July 27th, 2008 at 10:18 pm
I’ve been writing about the iPod speaker market for some time… well, I’ve spent a good bit of time testing and using them as well.
Easily the best portable iPod speakerdock has been the iH27 from iHome. It’s a great portable speaker, runs on batteries, and has an alarm clock built in so you can wake up in the morning to your tunes. Great for long business trips where I can’t count on the hotel having a decent stereo, and I can’t live without my music.
So this is why I am glad to see the iP27 hitting the market… if only overseas for now. The iP27 is the “Works with iPhone” version of the iH27 (note: the iP27 doesn’t seem to be branded “iHome2go” anymore). This means that my (soon to be acquired) iPhone can sit on the dock without annoying buzzing disturbing my sheep-counting at night, and the iPhone can still effectively receive phone calls without being disturbed by the surrounding speaker enclosure.

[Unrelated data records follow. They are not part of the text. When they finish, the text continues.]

use log::{error, warn};
use web_sys::{HtmlElement, ScrollBehavior, ScrollToOptions};
use yew::prelude::*;

use crate::config;
use crate::dom;
use crate::error::{PageError, Result};
use crate::tracking::{self, TrackedEvent};

const NAV_LINKS: &[(&str, &str)] = &[
    ("#about", "Our Story"),
    ("#features", "Why Vintage"),
    ("#newsletter", "Stay in Touch"),
];

/// Scroll position that puts a section's top just below the fixed header.
pub fn scroll_offset(target_top: f64, header_height: f64) -> f64 {
    target_top - header_height - config::NAV_SCROLL_MARGIN
}

/// Smoothly scrolls to the in-page anchor `href`. Returns `false` when the
/// anchor doesn't resolve to an element.
pub fn smooth_scroll_to(href: &str, header: &HtmlElement) -> Result<bool> {
    if href.len() < 2 || !href.starts_with('#') {
        return Ok(false);
    }
    let Some(target) = dom::query_html(href)? else {
        return Ok(false);
    };

    let options = ScrollToOptions::new();
    options.set_top(scroll_offset(
        f64::from(target.offset_top()),
        f64::from(header.offset_height()),
    ));
    options.set_behavior(ScrollBehavior::Smooth);
    dom::window()?.scroll_to_with_scroll_to_options(&options);
    Ok(true)
}

/// `smooth_scroll_to` for callers outside the header, which find it by class.
pub fn scroll_to_section(href: &str) -> Result<bool> {
    let header = dom::query_html(".header")?.ok_or(PageError::MissingElement(".header"))?;
    smooth_scroll_to(href, &header)
}

#[function_component(Header)]
pub fn header() -> Html {
    let header_ref = use_node_ref();

    {
        let header_ref = header_ref.clone();
        use_effect_with_deps(
            move |_| {
                if header_ref.get().is_none() {
                    error!("{}", PageError::MissingElement(".header"));
                }
                || ()
            },
            (),
        );
    }

    let links = NAV_LINKS.iter().map(|&(href, label)| {
        let header_ref = header_ref.clone();
        let onclick = Callback::from(move |e: MouseEvent| {
            e.prevent_default();
            match header_ref.cast::<HtmlElement>() {
                Some(header) => {
                    if let Err(err) = smooth_scroll_to(href, &header) {
                        warn!("Could not scroll to {}: {}", href, err);
                    }
                }
                None => error!("{}", PageError::MissingElement(".header")),
            }
            TrackedEvent::new(tracking::NAVIGATION_CLICKED)
                .with("target", href)
                .emit();
        });
        html! {
            <li class="nav__item">
                <a class="nav__link" href={href} {onclick}>{ label }</a>
            </li>
        }
    });

    html! {
        <header class="header" ref={header_ref.clone()}>
            <div class="header__inner">
                <a href="#home" class="header__logo">{"Maisie's Closet"}</a>
                <nav class="nav" aria-label="Main">
                    <ul class="nav__menu">
                        { for links }
                    </ul>
                </nav>
            </div>
        </header>
    }
}

#[cfg(test)]
mod tests {
    use super::*;

    #[test]
    fn offset_clears_header_and_margin() {
        assert_eq!(scroll_offset(900.0, 80.0), 800.0);
        assert_eq!(scroll_offset(50.0, 80.0), -50.0);
    }

    #[test]
    fn nav_links_are_in_page_anchors() {
        assert!(NAV_LINKS.iter().all(|(href, _)| href.starts_with('#') && href.len() > 1));
    }
}

#[cfg(all(test, target_arch = "wasm32"))]
mod browser_tests {
    use super::*;
    use wasm_bindgen::JsCast;
    use wasm_bindgen_test::*;

    wasm_bindgen_test_configure!(run_in_browser);

    fn page() -> web_sys::Element {
        let document = dom::document().unwrap();
        let page = document.create_element("div").unwrap();
        page.set_inner_html(
            r#"<header class="header" style="height: 80px"></header>
               <section id="far-section" style="margin-top: 3000px; height: 400px"></section>"#,
        );
        dom::body().unwrap().append_child(&page).unwrap();
        page
    }

    #[wasm_bindgen_test]
    fn resolves_anchors_below_the_header() {
        let page = page();
        assert!(scroll_to_section("#far-section").unwrap());
        assert!(!scroll_to_section("#no-such-section").unwrap());
        assert!(!scroll_to_section("#").unwrap());
        page.remove();
    }

    #[wasm_bindgen_test]
    fn missing_header_is_reported() {
        let page = page();
        let header: HtmlElement = page.query_selector(".header").unwrap().unwrap().unchecked_into();
        header.remove();
        assert!(matches!(
            scroll_to_section("#far-section"),
            Err(PageError::MissingElement(".header"))
        ));
        page.remove();
    }
}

iHome, no doubt, had to jump through engineering hoops to get this design certified for iPhone. It’s obvious from how few models are out today that come with the certification.
Can’t wait to snag one of these and make it a permanent fixture in my luggage.
July 10th, 2008 at 3:55 pm
While many early adopter types (like me) have been fiddling with Airtunes, and looking for ways to turn your iPhone or iPod Touch into a remote control for whole home audio, clearly the engineers at Apple have been doing the same, and building the native functionality into the iPhone OS 2.0 and the latest version of iTunes.The iTune remote page over at Apple pretty much explains it all. No longer will we need Signal.
Remote features include:
- Basic security for connecting iTunes and Apple TV libraries
- iPod controls user interface you are already used to when playing back content form a given library
- Intuitive search-as-you-type. Very cool. Type “r-o” get any content that contains such letter-sequence grouped as songs, artists, albums, etc.
- Multi-room destination control. Remote allows you to control what rooms the audio plays back through if you are using Airtunes devices.
- Adjustable buffer size. Allows you to adjust whether you want a short or long buffer enabling less or more interference robustness and throughput reliability.

All good stuff. Can’t wait to get my hands on it. I specifically want to answer the following questions:
- How does it deal with multiple remotes in the same house?
- How well does the remote provide instant and clear state feedback on the current system configuration?
- How does a single remote deal with setting up a multi-source topology?
- How does it deal with contention for a single receiver, i.e. what happens if you try to send audio to the same room from two different libraries using two different remotes?
- How well in practice does the interference robustness perform?
- How annoying does the delay introduced by the buffer really become over time?
No matter the result, I am sure Apple will delight many with a feature no one was really expecting.
July 6th, 2008 at 11:20 am
Imation buys XtremeMac. Not a very big deal, about $9-15M.I suspect we’ll be seeing more consolidation in this space.
January 8th, 2008 at 2:55 am
November 16th, 2006 at 5:25 pm
At the risk of piling on to an overcrowded topic, I think it’s worth noting that the Zune guys pulled off a major coup. I don’t think anyone could have reasonably expected Softy to come out with a device that dethroned the iPod, but the fact that they have now officially changed the conversation is what matters.
As people nitpick the device, the UI, the early depth of music selection, I think they largely miss the point. Until today, you couldn’t find an alternative to the iPod in terms of a vertically integrated experience. It was always also-rans (SanDisk, iRiver, Rio, Creative), which built nice product, but were burdened somewhat by cumbersome Playsforsure technology, and bulky and quirky on-line services. These also-rans were forced to differentiate-by-design, which is a losing battle when your market leader is, for better or worse, the de facto leader in ergonomics and industrial design. Even Sony, who one might think… ok let’s not go there.
What Zune did was offer a complete experience for end-users, and added a wireless interface which has amazing option value to both consumers and Microsoft. They didn’t try to battle iPod on design, in fact I think they were skillfully unassuming, and picked a design that is at the very least, non-threatening, and non-polarizing. Keeping the focus on the new features, and the promise of a total solution. Preliminary evidence that Zune was successful was the study published by ABI research that shows even iPod users consider the Zune a viable alternative. How much switching materializes remains to be seen, but if Softy wanted to change the conversation (all one can reasonably expect) in the portable jukebox market, I think the bottom line is, mission accomplished.
I am not waiting in line to pick up my Zune, but rest assured, when the time comes to invigorate my gadget repertoire, the Zune will be on the short list.